I've tried a couple of other ways too, like:

for i in errorData:
        df['Percent'].replace(100, np.nan,inplace=True)

But again, to no avail. Sorry I haven't posted sample rows here. I've seen that done on other questions but I'm not entirely sure on the formatting of that.

Apologies in advance for any errors in the above.

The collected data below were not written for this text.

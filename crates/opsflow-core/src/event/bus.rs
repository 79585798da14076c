//! Run lifecycle event bus.
//!
//! The engine publishes every `EngineEvent` on one `tokio::sync::broadcast`
//! channel. Most consumers follow a single run, so [`RunWatch`] narrows a
//! receiver to one run id and ends once that run settles.

use std::time::Duration;

use opsflow_types::event::EngineEvent;
use tokio::sync::broadcast;
use tokio::sync::broadcast::error::RecvError;
use uuid::Uuid;

/// Fan-out of engine events. Clones share one channel.
#[derive(Clone)]
pub struct EventBus {
    sender: broadcast::Sender<EngineEvent>,
}

impl EventBus {
    pub fn new(capacity: usize) -> Self {
        let (sender, _) = broadcast::channel(capacity);
        Self { sender }
    }

    /// Receiver for every event published from now on.
    pub fn subscribe(&self) -> broadcast::Receiver<EngineEvent> {
        self.sender.subscribe()
    }

    /// Follow a run that is already known. Events published before this
    /// call are not seen.
    pub fn watch(&self, run_id: Uuid) -> RunWatch {
        RunWatch::new(self.sender.subscribe(), run_id)
    }

    /// Returns how many receivers got the event; zero when nobody listens.
    pub fn publish(&self, event: EngineEvent) -> usize {
        self.sender.send(event).unwrap_or(0)
    }
}

impl std::fmt::Debug for EventBus {
    fn fmt(&self, f: &mut std::fmt::Formatter<'_>) -> std::fmt::Result {
        f.debug_struct("EventBus")
            .field("receiver_count", &self.sender.receiver_count())
            .finish()
    }
}

/// Events of one run, in publish order.
///
/// To observe a run from its first event, subscribe before it is launched
/// and build the watch once the run id is known:
///
/// ```no_run
/// # async fn demo(bus: opsflow_core::event::bus::EventBus, run_id: uuid::Uuid) {
/// use opsflow_core::event::bus::RunWatch;
/// let pending = bus.subscribe();
/// // ... create and launch the run ...
/// let settled = RunWatch::new(pending, run_id)
///     .settled(std::time::Duration::from_secs(5))
///     .await;
/// # }
/// ```
pub struct RunWatch {
    run_id: Uuid,
    receiver: broadcast::Receiver<EngineEvent>,
    done: bool,
}

impl RunWatch {
    pub fn new(receiver: broadcast::Receiver<EngineEvent>, run_id: Uuid) -> Self {
        Self {
            run_id,
            receiver,
            done: false,
        }
    }

    pub fn run_id(&self) -> Uuid {
        self.run_id
    }

    /// Next event of this run. `None` after the settling event or once the
    /// bus is gone.
    pub async fn next(&mut self) -> Option<EngineEvent> {
        if self.done {
            return None;
        }
        loop {
            match self.receiver.recv().await {
                Ok(event) if event.run_id() == self.run_id => {
                    self.done = event.settles_run();
                    return Some(event);
                }
                Ok(_) => {}
                Err(RecvError::Lagged(skipped)) => {
                    tracing::warn!(run_id = %self.run_id, skipped, "run watch fell behind");
                }
                Err(RecvError::Closed) => {
                    self.done = true;
                    return None;
                }
            }
        }
    }

    /// Wait up to `limit` for the run to complete, fail, abort or suspend.
    /// Returns the settling event, or `None` if it did not arrive in time.
    pub async fn settled(mut self, limit: Duration) -> Option<EngineEvent> {
        let wait = async move {
            while let Some(event) = self.next().await {
                if event.settles_run() {
                    return Some(event);
                }
            }
            None
        };
        tokio::time::timeout(limit, wait).await.ok().flatten()
    }
}
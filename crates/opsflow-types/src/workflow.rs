//! Workflow definition types.
//!
//! A `WorkflowDefinition` is a directed node graph plus metadata. The graph
//! shape (nodes + edges) is what the visual builder edits, what the engine
//! walks, and what the import/export codec carries between consoles.

use std::fmt;

use chrono::{DateTime, Utc};
use serde::{Deserialize, Serialize};
use serde_json::{Map, Value};
use uuid::Uuid;

// ---------------------------------------------------------------------------
// Trigger types
// ---------------------------------------------------------------------------

/// The kind of event that starts a workflow.
///
/// Serialized with the `trigger_` prefix used on the wire; the bare event
/// names are accepted as aliases.
#[derive(Debug, Clone, Copy, PartialEq, Eq, Hash, Serialize, Deserialize)]
pub enum TriggerType {
    #[serde(rename = "trigger_lead_created", alias = "lead_created")]
    LeadCreated,
    #[serde(rename = "trigger_lead_updated", alias = "lead_updated")]
    LeadUpdated,
    #[serde(rename = "trigger_customer_created", alias = "customer_created")]
    CustomerCreated,
    #[serde(rename = "trigger_order_placed", alias = "order_placed")]
    OrderPlaced,
    #[serde(rename = "trigger_inquiry_received", alias = "inquiry_received")]
    InquiryReceived,
    #[serde(rename = "trigger_manual", alias = "manual")]
    Manual,
    #[serde(rename = "trigger_webhook", alias = "webhook")]
    Webhook,
    #[serde(rename = "trigger_schedule", alias = "schedule")]
    Schedule,
}

impl TriggerType {
    pub const ALL: [TriggerType; 8] = [
        TriggerType::LeadCreated,
        TriggerType::LeadUpdated,
        TriggerType::CustomerCreated,
        TriggerType::OrderPlaced,
        TriggerType::InquiryReceived,
        TriggerType::Manual,
        TriggerType::Webhook,
        TriggerType::Schedule,
    ];

    /// The bare event name (`order_placed`).
    pub fn event_name(&self) -> &'static str {
        match self {
            TriggerType::LeadCreated => "lead_created",
            TriggerType::LeadUpdated => "lead_updated",
            TriggerType::CustomerCreated => "customer_created",
            TriggerType::OrderPlaced => "order_placed",
            TriggerType::InquiryReceived => "inquiry_received",
            TriggerType::Manual => "manual",
            TriggerType::Webhook => "webhook",
            TriggerType::Schedule => "schedule",
        }
    }

    /// The wire value (`trigger_order_placed`).
    pub fn as_str(&self) -> &'static str {
        match self {
            TriggerType::LeadCreated => "trigger_lead_created",
            TriggerType::LeadUpdated => "trigger_lead_updated",
            TriggerType::CustomerCreated => "trigger_customer_created",
            TriggerType::OrderPlaced => "trigger_order_placed",
            TriggerType::InquiryReceived => "trigger_inquiry_received",
            TriggerType::Manual => "trigger_manual",
            TriggerType::Webhook => "trigger_webhook",
            TriggerType::Schedule => "trigger_schedule",
        }
    }

    /// Resolve an inbound event type, accepting both the bare and the
    /// prefixed spelling.
    pub fn from_event_type(s: &str) -> Option<Self> {
        let name = s.trim();
        let name = name.strip_prefix("trigger_").unwrap_or(name);
        Self::ALL.into_iter().find(|t| t.event_name() == name)
    }

    /// Whether events of this type arrive through the generic event intake.
    /// Manual, webhook and schedule triggers each have their own entry point.
    pub fn is_domain_event(&self) -> bool {
        !matches!(
            self,
            TriggerType::Manual | TriggerType::Webhook | TriggerType::Schedule
        )
    }
}

impl fmt::Display for TriggerType {
    fn fmt(&self, f: &mut fmt::Formatter<'_>) -> fmt::Result {
        f.write_str(self.as_str())
    }
}

// ---------------------------------------------------------------------------
// Graph
// ---------------------------------------------------------------------------

/// A single node in the workflow graph.
///
/// `node_type` is open: the engine resolves it against its handler registry
/// at execution time. `config` is opaque to everything but that handler,
/// except for the engine-level keys `max_retries`, `timeout_secs` and
/// `continue_on_error`.
#[derive(Debug, Clone, PartialEq, Serialize, Deserialize)]
pub struct Node {
    pub id: String,
    #[serde(rename = "type")]
    pub node_type: String,
    #[serde(default, skip_serializing_if = "Option::is_none")]
    pub name: Option<String>,
    #[serde(default)]
    pub config: Map<String, Value>,
    /// Canvas position, carried verbatim for the visual builder.
    #[serde(default, skip_serializing_if = "Option::is_none")]
    pub position: Option<NodePosition>,
}

impl Node {
    pub fn new(id: impl Into<String>, node_type: impl Into<String>) -> Self {
        Self {
            id: id.into(),
            node_type: node_type.into(),
            name: None,
            config: Map::new(),
            position: None,
        }
    }

    /// Builder-style config setter, handy in fixtures.
    pub fn with_config(mut self, key: &str, value: Value) -> Self {
        self.config.insert(key.to_string(), value);
        self
    }

    pub fn config_str(&self, key: &str) -> Option<&str> {
        self.config.get(key).and_then(Value::as_str)
    }

    pub fn config_u64(&self, key: &str) -> Option<u64> {
        self.config.get(key).and_then(Value::as_u64)
    }

    pub fn config_bool(&self, key: &str) -> bool {
        self.config
            .get(key)
            .and_then(Value::as_bool)
            .unwrap_or(false)
    }

    /// Failed results of this node do not halt the run.
    pub fn continue_on_error(&self) -> bool {
        self.config_bool("continue_on_error")
    }
}

/// Canvas coordinates.
#[derive(Debug, Clone, Copy, PartialEq, Serialize, Deserialize)]
pub struct NodePosition {
    pub x: f64,
    pub y: f64,
}

/// A directed edge between two nodes.
///
/// `branch_label` is only meaningful when `from_node` is a condition node.
#[derive(Debug, Clone, PartialEq, Eq, Serialize, Deserialize)]
pub struct Edge {
    pub from_node: String,
    pub to_node: String,
    #[serde(default, skip_serializing_if = "Option::is_none")]
    pub branch_label: Option<String>,
}

impl Edge {
    pub fn new(from: impl Into<String>, to: impl Into<String>) -> Self {
        Self {
            from_node: from.into(),
            to_node: to.into(),
            branch_label: None,
        }
    }

    pub fn labeled(from: impl Into<String>, to: impl Into<String>, label: &str) -> Self {
        Self {
            from_node: from.into(),
            to_node: to.into(),
            branch_label: Some(label.to_string()),
        }
    }
}

// ---------------------------------------------------------------------------
// Workflow Definition
// ---------------------------------------------------------------------------

/// A stored workflow: graph plus metadata.
///
/// `version` increments on every graph edit. Runs pin the version they were
/// created against and always execute that snapshot.
#[derive(Debug, Clone, Serialize, Deserialize)]
pub struct WorkflowDefinition {
    /// UUIDv7 assigned on create.
    pub id: Uuid,
    pub name: String,
    #[serde(default, skip_serializing_if = "Option::is_none")]
    pub description: Option<String>,
    pub trigger_type: TriggerType,
    pub nodes: Vec<Node>,
    pub edges: Vec<Edge>,
    pub is_active: bool,
    pub version: u64,
    pub created_at: DateTime<Utc>,
    pub updated_at: DateTime<Utc>,
    /// Set by soft delete. Deleted definitions are hidden from reads and
    /// dispatch but their history is kept.
    #[serde(default, skip_serializing_if = "Option::is_none")]
    pub deleted_at: Option<DateTime<Utc>>,
}

impl WorkflowDefinition {
    pub fn is_deleted(&self) -> bool {
        self.deleted_at.is_some()
    }

    pub fn node(&self, id: &str) -> Option<&Node> {
        self.nodes.iter().find(|n| n.id == id)
    }

    /// The draft fields of this definition, for re-validation.
    pub fn to_draft(&self) -> WorkflowDraft {
        WorkflowDraft {
            name: self.name.clone(),
            description: self.description.clone(),
            trigger_type: self.trigger_type,
            nodes: self.nodes.clone(),
            edges: self.edges.clone(),
            is_active: self.is_active,
        }
    }
}

/// Client-supplied workflow content for create and update.
#[derive(Debug, Clone, Serialize, Deserialize)]
pub struct WorkflowDraft {
    pub name: String,
    #[serde(default, skip_serializing_if = "Option::is_none")]
    pub description: Option<String>,
    pub trigger_type: TriggerType,
    #[serde(default)]
    pub nodes: Vec<Node>,
    #[serde(default)]
    pub edges: Vec<Edge>,
    /// Only honored on create; use toggle to change an existing workflow.
    #[serde(default)]
    pub is_active: bool,
}

// ---------------------------------------------------------------------------
// Derived statistics
// ---------------------------------------------------------------------------

/// Aggregates over a workflow's terminal runs.
#[derive(Debug, Clone, Default, PartialEq, Eq, Serialize, Deserialize)]
pub struct WorkflowStats {
    pub total_executions: u64,
    pub successful_executions: u64,
    pub failed_executions: u64,
    #[serde(default, skip_serializing_if = "Option::is_none")]
    pub last_run: Option<DateTime<Utc>>,
}

/// A definition together with its stats, as shown in list views.
#[derive(Debug, Clone, Serialize)]
pub struct WorkflowSummary {
    #[serde(flatten)]
    pub definition: WorkflowDefinition,
    pub stats: WorkflowStats,
}

// ---------------------------------------------------------------------------
// Transport document
// ---------------------------------------------------------------------------

/// Current transport document format version.
pub const DOCUMENT_VERSION: &str = "1.0";

/// Versioned import/export envelope.
#[derive(Debug, Clone, PartialEq, Serialize, Deserialize)]
pub struct WorkflowDocument {
    pub version: String,
    pub workflow: DocumentWorkflow,
}

/// The portable part of a workflow: no ids, versions or activation state.
#[derive(Debug, Clone, PartialEq, Serialize, Deserialize)]
pub struct DocumentWorkflow {
    pub name: String,
    #[serde(default, skip_serializing_if = "Option::is_none")]
    pub description: Option<String>,
    pub trigger_type: TriggerType,
    pub nodes: Vec<Node>,
    pub edges: Vec<Edge>,
}

impl From<&WorkflowDefinition> for DocumentWorkflow {
    fn from(def: &WorkflowDefinition) -> Self {
        Self {
            name: def.name.clone(),
            description: def.description.clone(),
            trigger_type: def.trigger_type,
            nodes: def.nodes.clone(),
            edges: def.edges.clone(),
        }
    }
}
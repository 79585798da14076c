//! Application error type mapping to HTTP status codes and envelope format.

use axum::Json;
use axum::http::StatusCode;
use axum::response::{IntoResponse, Response};
use serde_json::json;

use opsflow_core::workflow::codec::{ExportError, ImportError};
use opsflow_core::workflow::definition::DefinitionError;
use opsflow_core::workflow::dispatcher::DispatchError;
use opsflow_core::workflow::engine::EngineError;
use opsflow_types::error::RepositoryError;

use crate::http::response::ApiResponse;

/// Application-level error that maps to HTTP responses.
#[derive(Debug)]
pub enum AppError {
    Definition(DefinitionError),
    Import(ImportError),
    Export(ExportError),
    Dispatch(DispatchError),
    Engine(EngineError),
    Repository(RepositoryError),
    /// Webhook signature missing or wrong.
    Unauthorized(String),
    /// Malformed request body or parameters.
    Validation(String),
    NotFound(String),
}

impl From<DefinitionError> for AppError {
    fn from(e: DefinitionError) -> Self {
        AppError::Definition(e)
    }
}

impl From<ImportError> for AppError {
    fn from(e: ImportError) -> Self {
        AppError::Import(e)
    }
}

impl From<ExportError> for AppError {
    fn from(e: ExportError) -> Self {
        AppError::Export(e)
    }
}

impl From<DispatchError> for AppError {
    fn from(e: DispatchError) -> Self {
        AppError::Dispatch(e)
    }
}

impl From<EngineError> for AppError {
    fn from(e: EngineError) -> Self {
        AppError::Engine(e)
    }
}

impl From<RepositoryError> for AppError {
    fn from(e: RepositoryError) -> Self {
        AppError::Repository(e)
    }
}

impl AppError {
    fn parts(self) -> (StatusCode, &'static str, String, Option<serde_json::Value>) {
        match self {
            AppError::Definition(DefinitionError::NotFound(id)) => (
                StatusCode::NOT_FOUND,
                "WORKFLOW_NOT_FOUND",
                format!("Workflow {id} not found"),
                None,
            ),
            AppError::Definition(DefinitionError::Validation(e)) => {
                let details = serde_json::to_value(&e.issues).ok();
                (StatusCode::BAD_REQUEST, "VALIDATION_ERROR", e.to_string(), details)
            }
            AppError::Definition(DefinitionError::Conflict(e)) => (
                StatusCode::CONFLICT,
                "VERSION_CONFLICT",
                e.to_string(),
                Some(json!({ "expected": e.expected, "actual": e.actual })),
            ),
            AppError::Definition(DefinitionError::Repository(e)) => AppError::Repository(e).parts(),

            AppError::Import(ImportError::Definition(e)) => AppError::Definition(e).parts(),
            AppError::Import(ImportError::UnsupportedVersion(v)) => (
                StatusCode::BAD_REQUEST,
                "UNSUPPORTED_VERSION",
                ImportError::UnsupportedVersion(v).to_string(),
                None,
            ),
            AppError::Import(ImportError::Validation(issues)) => (
                StatusCode::BAD_REQUEST,
                "IMPORT_VALIDATION_ERROR",
                format!("Invalid document: {} issue(s)", issues.len()),
                Some(json!(issues)),
            ),
            AppError::Import(e @ ImportError::Parse(_)) => {
                (StatusCode::BAD_REQUEST, "IMPORT_PARSE_ERROR", e.to_string(), None)
            }

            AppError::Export(e) => {
                tracing::error!(error = %e, "document export failed");
                (StatusCode::INTERNAL_SERVER_ERROR, "EXPORT_ERROR", e.to_string(), None)
            }

            AppError::Dispatch(DispatchError::WorkflowNotFound(id)) => (
                StatusCode::NOT_FOUND,
                "WORKFLOW_NOT_FOUND",
                format!("Workflow {id} not found"),
                None,
            ),
            AppError::Dispatch(DispatchError::Repository(e)) => AppError::Repository(e).parts(),
            AppError::Dispatch(e) => (StatusCode::BAD_REQUEST, "DISPATCH_ERROR", e.to_string(), None),

            AppError::Engine(EngineError::RunNotFound(id)) => (
                StatusCode::NOT_FOUND,
                "RUN_NOT_FOUND",
                format!("Run {id} not found"),
                None,
            ),
            AppError::Engine(EngineError::Repository(e)) => AppError::Repository(e).parts(),

            AppError::Repository(RepositoryError::NotFound) => (
                StatusCode::NOT_FOUND,
                "NOT_FOUND",
                "Entity not found".to_string(),
                None,
            ),
            AppError::Repository(RepositoryError::Conflict(msg)) => {
                (StatusCode::CONFLICT, "CONFLICT", msg, None)
            }
            AppError::Repository(e) => {
                tracing::error!(error = %e, "storage failure");
                (StatusCode::INTERNAL_SERVER_ERROR, "STORAGE_ERROR", e.to_string(), None)
            }

            AppError::Unauthorized(msg) => (StatusCode::UNAUTHORIZED, "UNAUTHORIZED", msg, None),
            AppError::Validation(msg) => (StatusCode::BAD_REQUEST, "VALIDATION_ERROR", msg, None),
            AppError::NotFound(msg) => (StatusCode::NOT_FOUND, "NOT_FOUND", msg, None),
        }
    }
}

impl IntoResponse for AppError {
    fn into_response(self) -> Response {
        let (status, code, message, details) = self.parts();
        (status, Json(ApiResponse::error(code, &message, details))).into_response()
    }
}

Update: For more clarification if I execute

df.loc[(df['Percent'] == 100) &\
                  (df['Rating1'] != 8) &\
                  (df['Rating2'] != 1)&\
                  (df['Grade'] == "NG")].shape

It returned (129,8) -- i.e. my valid rows.

And if I perform

df['Percent'].isnull().sum()

Before the change, I'll receive 0, but after the change I'll receive 400. This means it's not only editing the rows selected in my variable erroneousData and I cannot see why.

Karim
  • 271
  • 2
  • 11

2 Answers2

0

I've never answered my own question before! But I found the answer here:

Selecting with complex criteria from pandas.DataFrame

For anyone wondering what the solution was, the code format from the first response in that question worked in my situation:

df.loc[(df["Percent"] == 100) & (df["Rating1"] != 8) &\
      (df["Rating2"] != 1) & (df['Grade'] == "NG"), "Percent"] = np.nan
Karim
  • 271
  • 2
  • 11
0

With this:

df.loc[(df['Percent'] == 100) &\
       (df['Rating1'] != 8) &\
       (df['Rating2'] != 1)&\
       (df['Grade'] == "NG")]

You're selecting all columns from rows that match this conditions.

Since the changes wil only take place on Percent column, you should pass it into .loc. This way, you can set it directly.

df.loc[(df['Percent'] == 100) &\
       (df['Rating1'] != 8) &\
       (df['Rating2'] != 1)&\
       (df['Grade'] == "NG"), 'Percent'] = np.nan
jmiguel
  • 349
  • 1
  • 9